Wednesday, March 09, 2005

I don't know which reaction to the now-inevitable passage of the bankruptcy bill makes me wince more: Elizabeth Warren's look-on-the-bright-side message at Talking Points Memo ("...you pushed up the cost.... Because of this fight, there will be no quiet, smooth passage for this bill") or the fist-shaking in Max Sawicky's list of "Democratic senators who will never be president" (because of their vote to let the bill come to the floor). Warren, Sawicky, and so many others are on the side of the angels, but please, people -- can we be realistic?

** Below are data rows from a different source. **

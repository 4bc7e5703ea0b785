//! Programming table for the four-channel frequency synthesizer.
//!
//! The synthesizer is loaded with a table of rows before playback and steps to the next row on
//! every rising edge of its trigger input. [`SynthTableBuilder`] grows that table in lock-step
//! with the [`Sequencer`]: each update that touches a synthesizer channel appends one row and
//! raises the synthesizer trigger bit for the minimum pulse width right before the update's
//! boundary step.
//!
//! ## Carry-forward
//!
//! A row holds a value for every channel. Channels not named by the update take the value of the
//! same channel in the previous row; the first row has no previous row and defaults them to `0`.
//! An explicit value, including `0.0`, always wins over the carried value.
//!
//! [`Sequencer`]: crate::sequencer::Sequencer

use ndarray::{s, Array1, Array2, ArrayView2};

use crate::encoder::SYNTH_TRIGGER;
use crate::error::CompileError;
use crate::timeline::TimelineBuffer;

pub const SYNTH_CHANNELS: usize = 4;
/// Rows available to the sequencer. The device table has one more entry, used on playback to
/// terminate the table.
pub const SYNTH_TABLE_CAPACITY: usize = 32767;

/// Requested values for one row; `None` means "carry forward".
pub type SynthUpdate = [Option<f64>; SYNTH_CHANNELS];

pub struct SynthTableBuilder {
    rows: Array2<f64>,
    row_count: usize,
    trigger_width: usize,
}

impl SynthTableBuilder {
    /// Allocates a table of `capacity` rows. `trigger_width` is the minimum trigger pulse width
    /// in clock steps.
    pub fn new(capacity: usize, trigger_width: usize) -> Self {
        Self {
            rows: Array2::zeros((capacity, SYNTH_CHANNELS)),
            row_count: 0,
            trigger_width,
        }
    }

    pub fn capacity(&self) -> usize {
        self.rows.nrows()
    }

    pub fn row_count(&self) -> usize {
        self.row_count
    }

    pub fn trigger_width(&self) -> usize {
        self.trigger_width
    }

    /// Filled rows, shape `(row_count, 4)`.
    pub fn rows(&self) -> ArrayView2<f64> {
        self.rows.slice(s![..self.row_count, ..])
    }

    pub fn row(&self, index: usize) -> Option<[f64; SYNTH_CHANNELS]> {
        if index >= self.row_count {
            return None;
        }
        let mut row = [0.; SYNTH_CHANNELS];
        row.iter_mut()
            .zip(self.rows.row(index).iter())
            .for_each(|(dst, src)| *dst = *src);
        Some(row)
    }

    /// Applies the carry-forward rule to `update` against the last row.
    pub fn merge(&self, update: &SynthUpdate) -> [f64; SYNTH_CHANNELS] {
        let previous = match self.row_count {
            0 => [0.; SYNTH_CHANNELS],
            n => self.row(n - 1).unwrap_or([0.; SYNTH_CHANNELS]),
        };
        let mut row = previous;
        for (value, requested) in row.iter_mut().zip(update.iter()) {
            if let Some(requested) = requested {
                *value = *requested;
            }
        }
        row
    }

    /// Validates a new row whose trigger ends at `step` without touching any state.
    ///
    /// Returns the trigger window `[step - trigger_width, step)`. The window must not already
    /// carry a synthesizer trigger: the device cannot latch two rows faster than one pulse width.
    pub fn check(
        &self,
        buffer: &TimelineBuffer,
        step: usize,
    ) -> Result<(usize, usize), CompileError> {
        if self.row_count >= self.capacity() {
            return Err(CompileError::SynthTableFull {
                capacity: self.capacity(),
            });
        }
        let (start, end) = buffer.region_before(step, self.trigger_width)?;
        if buffer.any_flagged(start, end, SYNTH_TRIGGER) {
            return Err(CompileError::SynthTriggerCollision { start, end });
        }
        Ok((start, end))
    }

    /// Appends the merged row and raises the trigger bit over its window.
    ///
    /// Must be preceded by a successful [`SynthTableBuilder::check`] for the same `step`.
    pub fn push(
        &mut self,
        buffer: &mut TimelineBuffer,
        window: (usize, usize),
        update: &SynthUpdate,
    ) -> usize {
        let row = self.merge(update);
        let index = self.row_count;
        self.rows.row_mut(index).assign(&Array1::from(row.to_vec()));
        self.row_count += 1;
        buffer.set_flag(window.0, window.1, SYNTH_TRIGGER);
        log::debug!(
            "Synthesizer row {index} = {row:?}, trigger window [{}, {})",
            window.0,
            window.1
        );
        index
    }

    pub(crate) fn into_rows(self) -> Array2<f64> {
        self.rows.slice(s![..self.row_count, ..]).to_owned()
    }
}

Look, we're just not organized enough, not powerful enough, not scary enough to give our Senate and House delegations pause. If Social Security is the third rail of American politics, we weren't even capable of raising this to the level of a balloon rubbed on a sweater. The activists and mavens who care about matters like this are too small a sliver of the electorate to worry wily pols. They fear big blocs of voters, not us, and we were never able to make average voters care.

Is that a surprise? We simply don't have the Right's message machine. A bit of what happens on the Right is purely grassroots -- I'm thinking of the work of Christian conservatives -- but right-wing activism packs a punch only because of big money, from self-interested corporations and scheming think-tank-funding billionaires. Big money shapes the message and gets it out there. That, in turn, keeps a much larger percentage of ordinary conservative Americans pumped up and versed on talking points than we can muster on the other side.

This is a huge problem, and as long as we can't find a solution to it, we're not going to win on issues like this. Only a small percentage of us (the activists and mavens) will remember this moment in '08; the rank and file simply won't. That means we don't really have a whole lot of leverage over Democrats who sell us out.

Ultimately, there need to be millions of Americans -- at least a double-digit percentage of the electorate -- who are fired up by the idea of progressivism. I'm talking about a mirror image of what the Right has: millions of people who listen to Rush and watch Fox and who may not know much, but they know that the correct answer in every case is whatever right-wing opinion leaders say it is.

We aren't there -- we aren't even close. So for the Democrats on Max Sawicky's list, this was, unfortunately, pretty much risk free.